Scoring from search result listings When the voice agent searches for alternatives, it scores products from listing text alone (no images, no certification badges, just product names and brief descriptions). This produces systematically lower estimates than a full-page analysis. Early versions tried to use these estimates as a navigation threshold, blocking the agent from suggesting products that scored lower. That approach just blocked everything. The fix was to remove the threshold entirely and treat the ranking as directional rather than precise.

Progressive streaming Making the UI feel fast required splitting the backend into two distinct phases: vision processing and scoring first (near-instant), then alternatives and explanation. Coordinating SSE phases with the frontend animation required careful sequencing.

What I Learned

Building SeaSussed pushed me across several areas I had not worked in depth before.

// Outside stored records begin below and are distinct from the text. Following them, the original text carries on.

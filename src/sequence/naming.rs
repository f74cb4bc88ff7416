//! Output file naming
//!
//! Split outputs are named `{stem}_{index}.tif` after their source. The
//! same pattern is parsed back to gather a split set for re-merging.

use chrono::NaiveDate;
use lazy_static::lazy_static;
use log::{debug, warn};
use regex::Regex;
use std::fs;
use std::path::{Path, PathBuf};

use crate::tiff::errors::{TiffError, TiffResult};

lazy_static! {
    static ref SPLIT_NAME: Regex = Regex::new(r"^(?P<stem>.+)_(?P<index>\d+)\.tif$")
        .expect("SPLIT_NAME is a valid regex pattern");
}

/// Extensions accepted as TIFF without a warning
const TIFF_EXTENSIONS: [&str; 2] = ["tif", "tiff"];

/// Names the single-frame files produced by splitting one source
#[derive(Debug, Clone, PartialEq, Eq)]
pub struct FrameNaming {
    directory: PathBuf,
    stem: String,
}

impl FrameNaming {
    /// Naming rooted in the source's own directory, or in `output_dir`
    pub fn for_source(source: &Path, output_dir: Option<&Path>) -> TiffResult<Self> {
        let stem = source.file_stem()
            .map(|stem| stem.to_string_lossy().into_owned())
            .filter(|stem| !stem.is_empty())
            .ok_or_else(|| TiffError::GenericError(format!("{} has no file name", source.display())))?;

        let directory = match output_dir {
            Some(dir) => dir.to_path_buf(),
            None => source.parent().map(Path::to_path_buf).unwrap_or_default(),
        };

        Ok(FrameNaming { directory, stem })
    }

    pub fn stem(&self) -> &str {
        &self.stem
    }

    pub fn directory(&self) -> &Path {
        &self.directory
    }

    /// Output path of frame `index`
    pub fn path_for(&self, index: usize) -> PathBuf {
        self.directory.join(format!("{}_{}.tif", self.stem, index))
    }
}

/// Splits a `{stem}_{index}.tif` file name into its stem and index
pub fn parse_split_name(file_name: &str) -> Option<(&str, usize)> {
    let captures = SPLIT_NAME.captures(file_name)?;
    let stem = captures.name("stem")?.as_str();
    let index = captures.name("index")?.as_str().parse().ok()?;
    Some((stem, index))
}

/// Finds the files a split of `stem_path` produced, in frame order
///
/// `stem_path` is the split source path or its stem, for example
/// `scans/report.tif` or `scans/report`. Files are ordered by their numeric
/// index, so `report_10.tif` follows `report_9.tif`.
pub fn collect_split_outputs(stem_path: &Path) -> TiffResult<Vec<PathBuf>> {
    let naming = FrameNaming::for_source(stem_path, None)?;
    let directory = if naming.directory().as_os_str().is_empty() {
        Path::new(".")
    } else {
        naming.directory()
    };

    let mut found = Vec::new();
    for dir_entry in fs::read_dir(directory)? {
        let dir_entry = dir_entry?;
        let file_name = dir_entry.file_name();
        let file_name = file_name.to_string_lossy();

        if let Some((stem, index)) = parse_split_name(&file_name) {
            if stem == naming.stem() {
                found.push((index, dir_entry.path()));
            }
        }
    }

    found.sort_by_key(|(index, _)| *index);

    for (position, (index, path)) in found.iter().enumerate() {
        if *index != position {
            warn!("Split set of {} has a gap: expected index {}, found {}",
                  naming.stem(), position, path.display());
            break;
        }
    }

    debug!("Found {} split outputs for {} in {}", found.len(), naming.stem(), directory.display());
    Ok(found.into_iter().map(|(_, path)| path).collect())
}

/// Expands a merge name template, replacing `{date}` with YYYYMMDD
pub fn expand_merge_name(template: &str, date: NaiveDate) -> String {
    template.replace("{date}", &date.format("%Y%m%d").to_string())
}

pub fn has_tiff_extension(path: &Path) -> bool {
    path.extension()
        .map(|ext| ext.to_string_lossy().to_ascii_lowercase())
        .map(|ext| TIFF_EXTENSIONS.contains(&ext.as_str()))
        .unwrap_or(false)
}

On the multimodal vision side, I learned that getting accurate product information from a web page is not a single-step problem. Combining a screenshot, gallery images, and DOM text into one structured request (and prompting Gemini to reason across all of them) produced dramatically better results than any single input alone. The quality of extraction depends heavily on how the inputs are assembled and framed. Latency is always something at the forefront of my mind and what I would like to improve upon in the future.

On voice agent design, I learned a lot about tool call reliability, timeout handling, and the way a voice agent needs to reason about navigation. This all required rethinking assumptions I had brought from building text-based interfaces.

This is my first Chrome extension development and I am very happy with the look and feel of this side panel. I am inspired to work a lot more with these extensions in the future.